Dans chaque État, le pouvoir exécutif est exercé par un gouverneur élu, qui est souvent à la tête d’un cabinet et par quelques autres responsables qui suivant les États peuvent être élus ou nommés. Ainsi 42 des 50 États élisent un lieutenant-gouverneur qui remplace le gouverneur en cas de vacance du poste. Suivant les États, il est élu en ticket, comme colistier lors de l’élection du gouverneur, ou lors d’une élection distincte. Les fonctions de secrétaire d’État, de trésorier de l’État ou d’auditeur de l’État peuvent être des fonctions élues ou nommées par le gouverneur suivant les États.

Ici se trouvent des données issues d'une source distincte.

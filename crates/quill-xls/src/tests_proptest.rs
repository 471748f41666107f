use proptest::prelude::*;

use crate::records;
use crate::stream::{encode_record, RecordStream, MAX_RECORD_PAYLOAD};

/// Walk encoded frames, checking the continuation structure, and
/// reassemble the payload.
fn reassemble(bytes: &[u8]) -> (u16, Vec<u8>) {
    let mut payload = Vec::new();
    let mut lead_id = None;
    let mut pos = 0;
    while pos < bytes.len() {
        let id = u16::from_le_bytes([bytes[pos], bytes[pos + 1]]);
        let len = u16::from_le_bytes([bytes[pos + 2], bytes[pos + 3]]) as usize;
        assert!(len <= MAX_RECORD_PAYLOAD, "frame over the cap");
        match lead_id {
            None => lead_id = Some(id),
            Some(_) => {
                assert_eq!(id, records::CONTINUE, "trailing frame must be CONTINUE");
                assert!(len > 0, "zero-length continuation frame");
            }
        }
        payload.extend_from_slice(&bytes[pos + 4..pos + 4 + len]);
        pos += 4 + len;
    }
    assert_eq!(pos, bytes.len(), "trailing garbage after last frame");
    (lead_id.expect("at least one frame"), payload)
}

proptest! {
    #[test]
    fn prop_framing_round_trips(
        id in any::<u16>(),
        payload in proptest::collection::vec(any::<u8>(), 0..40_000),
    ) {
        let encoded = encode_record(id, &payload);
        let (decoded_id, decoded) = reassemble(&encoded);
        prop_assert_eq!(decoded_id, id);
        prop_assert_eq!(decoded, payload);
    }

    #[test]
    fn prop_append_len_matches_size_formula(
        payload in proptest::collection::vec(any::<u8>(), 0..40_000),
    ) {
        let mut stream = RecordStream::new();
        stream.append(0x00FC, &payload);

        let frames = if payload.is_empty() {
            1
        } else {
            (payload.len() + MAX_RECORD_PAYLOAD - 1) / MAX_RECORD_PAYLOAD
        };
        prop_assert_eq!(stream.len(), payload.len() + 4 * frames);
    }

    #[test]
    fn prop_drain_matches_snapshot_and_empties(
        payloads in proptest::collection::vec(
            proptest::collection::vec(any::<u8>(), 0..200),
            1..8,
        ),
        prepend_mask in any::<u8>(),
    ) {
        let mut stream = RecordStream::new();
        for (i, payload) in payloads.iter().enumerate() {
            if prepend_mask & (1 << (i % 8)) != 0 {
                stream.prepend(0x0200 + i as u16, payload);
            } else {
                stream.append(0x0200 + i as u16, payload);
            }
        }

        let snapshot = stream.to_bytes();
        prop_assert_eq!(&stream.to_bytes(), &snapshot);
        prop_assert_eq!(stream.take_bytes(), snapshot);
        prop_assert_eq!(stream.take_bytes(), Vec::<u8>::new());
    }
}
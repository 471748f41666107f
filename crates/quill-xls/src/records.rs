//! BIFF8 record type constants.
//!
//! Reference: [MS-XLS] §2.3 — Record Enumeration

// ── Stream structure ────────────────────────────────────────────────────
pub const BOF: u16 = 0x0809;
pub const EOF: u16 = 0x000A;
pub const CONTINUE: u16 = 0x003C;

// ── BOF subtypes (the `dt` field) ───────────────────────────────────────
pub const BOF_WORKBOOK_GLOBALS: u16 = 0x0005;
pub const BOF_WORKSHEET: u16 = 0x0010;
pub const BOF_CHART: u16 = 0x0020;
pub const BOF_MACRO: u16 = 0x0040;

/// BIFF version we emit.
pub const BIFF8_VERSION: u16 = 0x0600;

// ── BOF payload constants ───────────────────────────────────────────────
pub const BOF_BUILD_ID: u16 = 0x0DBB; // rupBuild
pub const BOF_BUILD_YEAR: u16 = 0x07CC; // rupYear
pub const BOF_FILE_HISTORY: u32 = 0x0000_0041; // vers flags
pub const BOF_LOWEST_VERSION: u32 = 0x0000_0006; // verLowestBiff
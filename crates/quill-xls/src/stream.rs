//! Record framing and stream buffers.
//!
//! A record is `[type: u16][length: u16][payload]`, all little-endian.
//! Payloads longer than [`MAX_RECORD_PAYLOAD`] spill into CONTINUE
//! records so that no single frame exceeds the cap.
//!
//! [`RecordStream`] buffers encoded records for one substream. Records
//! are appended as they are produced; headers whose contents are only
//! known at close time (the stream-begin record and anything that
//! depends on final offsets) are prepended afterwards, so the stream
//! keeps a prepend block list next to its append buffer and joins the
//! two when drained.

use crate::records;

/// Maximum payload bytes in a single record frame.
pub const MAX_RECORD_PAYLOAD: usize = 8224;

/// Frame `payload` as a leading `record_id` record plus as many CONTINUE
/// records as the cap requires, appending the frames to `out`. Returns
/// the number of bytes written.
///
/// An empty payload is a single bare 4-byte frame. A payload of exactly
/// [`MAX_RECORD_PAYLOAD`] bytes stays in one frame; a continuation frame
/// is only ever emitted with at least one payload byte.
pub fn encode_record_into(out: &mut Vec<u8>, record_id: u16, payload: &[u8]) -> usize {
    let start = out.len();
    let mut offset = 0;
    let mut id = record_id;
    loop {
        let chunk = (payload.len() - offset).min(MAX_RECORD_PAYLOAD);
        debug_assert!(chunk <= MAX_RECORD_PAYLOAD && chunk <= u16::MAX as usize);
        out.extend_from_slice(&id.to_le_bytes());
        out.extend_from_slice(&(chunk as u16).to_le_bytes());
        out.extend_from_slice(&payload[offset..offset + chunk]);
        offset += chunk;
        if offset == payload.len() {
            break;
        }
        id = records::CONTINUE;
    }
    out.len() - start
}

/// Frame `payload` as with [`encode_record_into`], returning the frames
/// as a fresh vector.
pub fn encode_record(record_id: u16, payload: &[u8]) -> Vec<u8> {
    let mut out = Vec::with_capacity(payload.len() + 4 * frame_count(payload.len()));
    encode_record_into(&mut out, record_id, payload);
    out
}

fn frame_count(payload_len: usize) -> usize {
    if payload_len == 0 {
        1
    } else {
        (payload_len + MAX_RECORD_PAYLOAD - 1) / MAX_RECORD_PAYLOAD
    }
}

/// Buffered record stream for one substream.
#[derive(Debug, Default)]
pub struct RecordStream {
    /// Prepended blocks in push order; the newest sits at the back and
    /// is emitted first.
    head: Vec<Vec<u8>>,
    body: Vec<u8>,
    size: usize,
}

impl RecordStream {
    pub fn new() -> Self {
        Self::default()
    }

    /// Frame `payload` and append it at the end of the stream.
    pub fn append(&mut self, record_id: u16, payload: &[u8]) {
        let written = encode_record_into(&mut self.body, record_id, payload);
        self.size += written;
    }

    /// Frame `payload` and insert it at the front of the stream, ahead
    /// of everything already buffered including earlier prepends.
    pub fn prepend(&mut self, record_id: u16, payload: &[u8]) {
        let encoded = encode_record(record_id, payload);
        self.size += encoded.len();
        self.head.push(encoded);
    }

    /// Cumulative encoded byte count across every append and prepend.
    ///
    /// Grows monotonically and is not reduced by [`take_bytes`]; record
    /// offsets computed against it stay valid after the buffers drain.
    ///
    /// [`take_bytes`]: RecordStream::take_bytes
    pub fn len(&self) -> usize {
        self.size
    }

    /// True until the first append or prepend.
    pub fn is_empty(&self) -> bool {
        self.size == 0
    }

    /// Currently buffered bytes, prepends first (most recent outermost),
    /// then appends in order. Non-draining: repeated calls see the same
    /// bytes.
    pub fn to_bytes(&self) -> Vec<u8> {
        let mut out = Vec::with_capacity(self.buffered_len());
        for block in self.head.iter().rev() {
            out.extend_from_slice(block);
        }
        out.extend_from_slice(&self.body);
        out
    }

    /// Drain the buffered bytes in the same order as [`to_bytes`],
    /// leaving the stream's buffers empty. Draining an already-drained
    /// stream yields an empty vector. [`len`] is unaffected.
    ///
    /// [`to_bytes`]: RecordStream::to_bytes
    /// [`len`]: RecordStream::len
    pub fn take_bytes(&mut self) -> Vec<u8> {
        if self.head.is_empty() {
            return std::mem::take(&mut self.body);
        }
        let mut out = Vec::with_capacity(self.buffered_len());
        for block in self.head.drain(..).rev() {
            out.extend_from_slice(&block);
        }
        out.append(&mut self.body);
        out
    }

    /// Drain `other` and append its bytes after everything buffered
    /// here. Joins closed substreams into one document stream.
    pub fn append_stream(&mut self, mut other: RecordStream) {
        let bytes = other.take_bytes();
        self.size += bytes.len();
        self.body.extend_from_slice(&bytes);
    }

    /// Prepend the stream-begin record for `substream_kind` (one of the
    /// `records::BOF_*` subtypes). Done when the substream closes, so it
    /// lands ahead of every record already buffered.
    pub fn prepend_bof(&mut self, substream_kind: u16) {
        let mut payload = [0u8; 16];
        payload[0..2].copy_from_slice(&records::BIFF8_VERSION.to_le_bytes());
        payload[2..4].copy_from_slice(&substream_kind.to_le_bytes());
        payload[4..6].copy_from_slice(&records::BOF_BUILD_ID.to_le_bytes());
        payload[6..8].copy_from_slice(&records::BOF_BUILD_YEAR.to_le_bytes());
        payload[8..12].copy_from_slice(&records::BOF_FILE_HISTORY.to_le_bytes());
        payload[12..16].copy_from_slice(&records::BOF_LOWEST_VERSION.to_le_bytes());
        self.prepend(records::BOF, &payload);
    }

    /// Append the empty stream-end record.
    pub fn append_eof(&mut self) {
        self.append(records::EOF, &[]);
    }

    fn buffered_len(&self) -> usize {
        self.head.iter().map(Vec::len).sum::<usize>() + self.body.len()
    }
}

#[cfg(test)]
mod tests {
    use super::*;
    use pretty_assertions::assert_eq;

    /// Walk encoded frames, returning (type, payload) pairs.
    fn decode_frames(bytes: &[u8]) -> Vec<(u16, Vec<u8>)> {
        let mut frames = Vec::new();
        let mut pos = 0;
        while pos < bytes.len() {
            let id = u16::from_le_bytes([bytes[pos], bytes[pos + 1]]);
            let len = u16::from_le_bytes([bytes[pos + 2], bytes[pos + 3]]) as usize;
            frames.push((id, bytes[pos + 4..pos + 4 + len].to_vec()));
            pos += 4 + len;
        }
        frames
    }

    fn expected_encoded_len(payload_len: usize) -> usize {
        let frames = if payload_len == 0 {
            1
        } else {
            (payload_len + MAX_RECORD_PAYLOAD - 1) / MAX_RECORD_PAYLOAD
        };
        payload_len + 4 * frames
    }

    #[test]
    fn test_empty_payload_is_one_bare_frame() {
        assert_eq!(encode_record(0x0031, &[]), vec![0x31, 0x00, 0x00, 0x00]);
    }

    #[test]
    fn test_payload_at_cap_stays_in_one_frame() {
        let payload = vec![0x5A; MAX_RECORD_PAYLOAD];
        let encoded = encode_record(0x00FC, &payload);
        assert_eq!(encoded.len(), MAX_RECORD_PAYLOAD + 4);
        let frames = decode_frames(&encoded);
        assert_eq!(frames.len(), 1);
        assert_eq!(frames[0].0, 0x00FC);
        assert_eq!(frames[0].1, payload);
    }

    #[test]
    fn test_payload_one_over_cap_splits_into_two_frames() {
        let mut payload = vec![0x11; MAX_RECORD_PAYLOAD];
        payload.push(0x99);
        let encoded = encode_record(0x00FC, &payload);
        assert_eq!(encoded.len(), MAX_RECORD_PAYLOAD + 1 + 8);

        let frames = decode_frames(&encoded);
        assert_eq!(frames.len(), 2);
        assert_eq!(frames[0].0, 0x00FC);
        assert_eq!(frames[0].1.len(), MAX_RECORD_PAYLOAD);
        assert_eq!(frames[1].0, records::CONTINUE);
        assert_eq!(frames[1].1, vec![0x99]);
    }

    #[test]
    fn test_long_payload_reassembles_across_continues() {
        let payload: Vec<u8> = (0..20_000).map(|i| (i % 256) as u8).collect();
        let encoded = encode_record(0x00FC, &payload);

        let frames = decode_frames(&encoded);
        assert_eq!(frames.len(), 3);
        assert!(frames.iter().skip(1).all(|f| f.0 == records::CONTINUE));
        assert!(frames.iter().all(|f| !f.1.is_empty()));

        let joined: Vec<u8> = frames.into_iter().flat_map(|f| f.1).collect();
        assert_eq!(joined, payload);
    }

    #[test]
    fn test_append_grows_len_by_encoded_size() {
        let mut stream = RecordStream::new();
        let mut expected = 0;
        for payload_len in [0, 1, 100, MAX_RECORD_PAYLOAD, MAX_RECORD_PAYLOAD + 1, 20_000] {
            stream.append(0x0200, &vec![0xAA; payload_len]);
            expected += expected_encoded_len(payload_len);
            assert_eq!(stream.len(), expected);
        }
    }

    #[test]
    fn test_prepends_stack_in_front() {
        let mut stream = RecordStream::new();
        stream.append(0x000B, b"B");
        stream.prepend(0x000A, b"A");
        stream.prepend(0x001A, b"Z");

        let frames = decode_frames(&stream.to_bytes());
        let order: Vec<u16> = frames.iter().map(|f| f.0).collect();
        assert_eq!(order, vec![0x001A, 0x000A, 0x000B]);
    }

    #[test]
    fn test_to_bytes_is_stable() {
        let mut stream = RecordStream::new();
        stream.append(0x0200, &[1, 2, 3]);
        stream.prepend(0x0031, &[4]);
        assert_eq!(stream.to_bytes(), stream.to_bytes());
    }

    #[test]
    fn test_take_bytes_drains_once() {
        let mut stream = RecordStream::new();
        stream.append(0x0200, &[1, 2, 3]);
        stream.prepend(0x0031, &[4]);
        let snapshot = stream.to_bytes();
        let len_before = stream.len();

        assert_eq!(stream.take_bytes(), snapshot);
        assert_eq!(stream.take_bytes(), Vec::<u8>::new());
        assert_eq!(stream.len(), len_before);
    }

    #[test]
    fn test_len_accumulates_across_drains() {
        let mut stream = RecordStream::new();
        stream.append(0x0200, &[0; 10]);
        let _ = stream.take_bytes();
        stream.append(0x0201, &[0; 6]);
        assert_eq!(stream.len(), (10 + 4) + (6 + 4));
        assert_eq!(stream.to_bytes().len(), 6 + 4);
    }

    #[test]
    fn test_bof_record_bytes() {
        let mut stream = RecordStream::new();
        stream.prepend_bof(records::BOF_WORKBOOK_GLOBALS);
        let bytes = stream.to_bytes();
        assert_eq!(
            bytes,
            vec![
                0x09, 0x08, 0x10, 0x00, // type 0x0809, length 16
                0x00, 0x06, // BIFF8
                0x05, 0x00, // workbook globals
                0xBB, 0x0D, // build id
                0xCC, 0x07, // build year
                0x41, 0x00, 0x00, 0x00, // file history flags
                0x06, 0x00, 0x00, 0x00, // lowest readable version
            ]
        );
    }

    #[test]
    fn test_eof_record_bytes() {
        let mut stream = RecordStream::new();
        stream.append_eof();
        assert_eq!(stream.to_bytes(), vec![0x0A, 0x00, 0x00, 0x00]);
    }

    #[test]
    fn test_append_stream_joins_substreams_in_order() {
        let mut globals = RecordStream::new();
        globals.append_eof();
        globals.prepend_bof(records::BOF_WORKBOOK_GLOBALS);

        let mut sheet = RecordStream::new();
        sheet.append_eof();
        sheet.prepend_bof(records::BOF_WORKSHEET);

        let mut doc = RecordStream::new();
        let expected: Vec<u8> = [globals.to_bytes(), sheet.to_bytes()].concat();
        doc.append_stream(globals);
        doc.append_stream(sheet);

        assert_eq!(doc.to_bytes(), expected);
        assert_eq!(doc.len(), 2 * (20 + 4));
    }

    #[test]
    fn test_closed_stream_is_bookended() {
        let mut stream = RecordStream::new();
        stream.append(0x0085, &[0u8; 6]);
        stream.append_eof();
        stream.prepend_bof(records::BOF_WORKSHEET);

        let bytes = stream.to_bytes();
        assert_eq!(bytes.len(), 20 + 10 + 4);
        assert_eq!(&bytes[0..4], &[0x09, 0x08, 0x10, 0x00]);
        assert_eq!(&bytes[bytes.len() - 4..], &[0x0A, 0x00, 0x00, 0x00]);
    }
}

Le pouvoir législatif est exercé par la législature de l’État composé de deux chambres : un Sénat et une assemblée de l’État ou chambre des représentants (à l’exception du Nebraska qui n’a qu’une seule chambre). Il existe également une branche judiciaire avec à son sommet une Cour suprême de l’État. Celle-ci est l’autorité suprême de toute décision judiciaire concernant une loi de l’État, la Cour suprême des États-Unis n’intervenant que si elle considère le sujet touchant à la Constitution des États-Unis ou relevant d’une loi fédérale.